----- TASK MATERIAL
//! Directed dependency graph between source modules.

use std::collections::{BTreeSet, HashMap, VecDeque};
use thiserror::Error;

#[derive(Debug, Error, Clone, PartialEq, Eq)]
pub enum GraphError {
    #[error("dependency cycle detected: {0}")]
    Cycle(String),

    #[error("module '{module}' depends on unknown module '{dep}'")]
    UnknownModule { module: String, dep: String },
}

/// Dependency graph built from per-module manifest declarations.
///
/// Edges point from a module to its dependencies. Nodes keep their
/// first-discovery order, which is also the tie-breaking order for the
/// topological sort.
#[derive(Debug, Default, Clone)]
pub struct ModuleDependencyGraph {
    order: Vec<String>,
    deps: HashMap<String, Vec<String>>,
    memo: HashMap<String, BTreeSet<String>>,
}

impl ModuleDependencyGraph {
    pub fn new() -> Self {
        Self::default()
    }

    /// Register a node without edges.
    pub fn add_node(&mut self, name: &str) {
        if !self.deps.contains_key(name) {
            self.order.push(name.to_string());
            self.deps.insert(name.to_string(), Vec::new());
        }
    }

    /// Record that `from` depends on `to`.
    pub fn add_edge(&mut self, from: &str, to: &str) {
        self.add_node(from);
        self.add_node(to);
        let deps = self.deps.get_mut(from).unwrap();
        if !deps.iter().any(|d| d == to) {
            deps.push(to.to_string());
        }
        self.memo.clear();
    }

    pub fn contains(&self, name: &str) -> bool {
        self.deps.contains_key(name)
    }

    /// Nodes in first-discovery order.
    pub fn nodes(&self) -> &[String] {
        &self.order
    }

    /// Everything reachable from `node` by following dependency edges,
    /// excluding the node itself. Memoized.
    pub fn transitive_dependencies(&mut self, node: &str) -> BTreeSet<String> {
        if let Some(cached) = self.memo.get(node) {
            return cached.clone();
        }

        let mut reached = BTreeSet::new();
        let mut queue: VecDeque<&str> = VecDeque::new();
        queue.push_back(node);
        while let Some(current) = queue.pop_front() {
            for dep in self.deps.get(current).map(Vec::as_slice).unwrap_or(&[]) {
                if dep != node && reached.insert(dep.clone()) {
                    queue.push_back(dep);
                }
            }
        }

        self.memo.insert(node.to_string(), reached.clone());
        reached
    }

    /// For every node, the set of nodes that transitively depend on it, the
    /// node itself included. Computed by inverting each node's
    /// transitive-dependency set.
    pub fn depends_on_map(&mut self) -> HashMap<String, BTreeSet<String>> {
        let nodes = self.order.clone();
        let mut map: HashMap<String, BTreeSet<String>> = nodes
            .iter()
            .map(|n| (n.clone(), BTreeSet::from([n.clone()])))
            .collect();

        for node in &nodes {
            for dep in self.transitive_dependencies(node) {
                map.entry(dep).or_default().insert(node.clone());
            }
        }
        map
    }

    /// A linearization placing dependencies before their dependents, ties
    /// broken by first-discovery order. A cycle is a typed error, never a
    /// panic or a truncated result.
    pub fn topological_order(&self) -> Result<Vec<String>, GraphError> {
        let mut remaining: HashMap<&str, usize> = self
            .deps
            .iter()
            .map(|(name, deps)| (name.as_str(), deps.len()))
            .collect();
        let mut dependents: HashMap<&str, Vec<&str>> = HashMap::new();
        for (from, deps) in &self.deps {
            for to in deps {
                dependents.entry(to.as_str()).or_default().push(from.as_str());
            }
        }

        let mut result = Vec::with_capacity(self.order.len());
        loop {
            // Earliest-discovered node with all dependencies placed.
            let next = self
                .order
                .iter()
                .find(|n| remaining.get(n.as_str()).is_some_and(|&d| d == 0));
            let Some(next) = next else { break };
            let next = next.as_str();
            remaining.remove(next);
            result.push(next.to_string());
            for dependent in dependents.get(next).map(Vec::as_slice).unwrap_or(&[]) {
                if let Some(count) = remaining.get_mut(dependent) {
                    *count -= 1;
                }
            }
        }

        if result.len() < self.order.len() {
            return Err(GraphError::Cycle(self.find_cycle_edge(&remaining)));
        }
        Ok(result)
    }

    /// Name one edge on a cycle among the stuck nodes, for the error message.
    fn find_cycle_edge(&self, stuck: &HashMap<&str, usize>) -> String {
        for node in self.order.iter().filter(|n| stuck.contains_key(n.as_str())) {
            for dep in &self.deps[node.as_str()] {
                if stuck.contains_key(dep.as_str()) {
                    return format!("{node} -> {dep}");
                }
            }
        }
        "unlocatable cycle".to_string()
    }
}

#[cfg(test)]
mod tests {
    use super::*;

    /// Graph where b depends on a, c depends on b.
    fn chain() -> ModuleDependencyGraph {
        let mut graph = ModuleDependencyGraph::new();
        graph.add_node("a");
        graph.add_edge("b", "a");
        graph.add_edge("c", "b");
        graph
    }

    #[test]
    fn test_transitive_dependencies() {
        let mut graph = chain();
        assert!(graph.transitive_dependencies("a").is_empty());
        assert_eq!(
            graph.transitive_dependencies("c"),
            BTreeSet::from(["a".to_string(), "b".to_string()])
        );
        // Memoized path returns the same answer.
        assert_eq!(graph.transitive_dependencies("c").len(), 2);
    }

    #[test]
    fn test_depends_on_map_includes_self() {
        let mut graph = chain();
        let map = graph.depends_on_map();
        assert_eq!(
            map["a"],
            BTreeSet::from(["a".to_string(), "b".to_string(), "c".to_string()])
        );
        assert_eq!(map["b"], BTreeSet::from(["b".to_string(), "c".to_string()]));
        assert_eq!(map["c"], BTreeSet::from(["c".to_string()]));
    }

    #[test]
    fn test_topological_order_respects_edges_and_discovery() {
        let mut graph = ModuleDependencyGraph::new();
        graph.add_edge("app", "core");
        graph.add_edge("app", "util");
        graph.add_node("standalone");
        graph.add_edge("util", "core");

        let order = graph.topological_order().unwrap();
        let position = |name: &str| order.iter().position(|n| n == name).unwrap();
        assert!(position("core") < position("app"));
        assert!(position("core") < position("util"));
        assert!(position("util") < position("app"));
        // "core" was discovered before "standalone"; both are ready first.
        assert!(position("core") < position("standalone"));
    }

    #[test]
    fn test_cycle_is_a_typed_error() {
        let mut graph = ModuleDependencyGraph::new();
        graph.add_edge("a", "b");
        graph.add_edge("b", "c");
        graph.add_edge("c", "a");

        match graph.topological_order() {
            Err(GraphError::Cycle(edge)) => assert!(edge.contains("->")),
            other => panic!("expected cycle error, got {other:?}"),
        }
    }

    #[test]
    fn test_self_loop_is_a_cycle() {
        let mut graph = ModuleDependencyGraph::new();
        graph.add_edge("a", "a");
        assert!(matches!(
            graph.topological_order(),
            Err(GraphError::Cycle(_))
        ));
    }
}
----------
EXERCISE DIRECTIONS
Where a line of the data contains "dependents", include it in the tally, and answer with the tally alone.

SOLUTION TO THE PROBLEM
4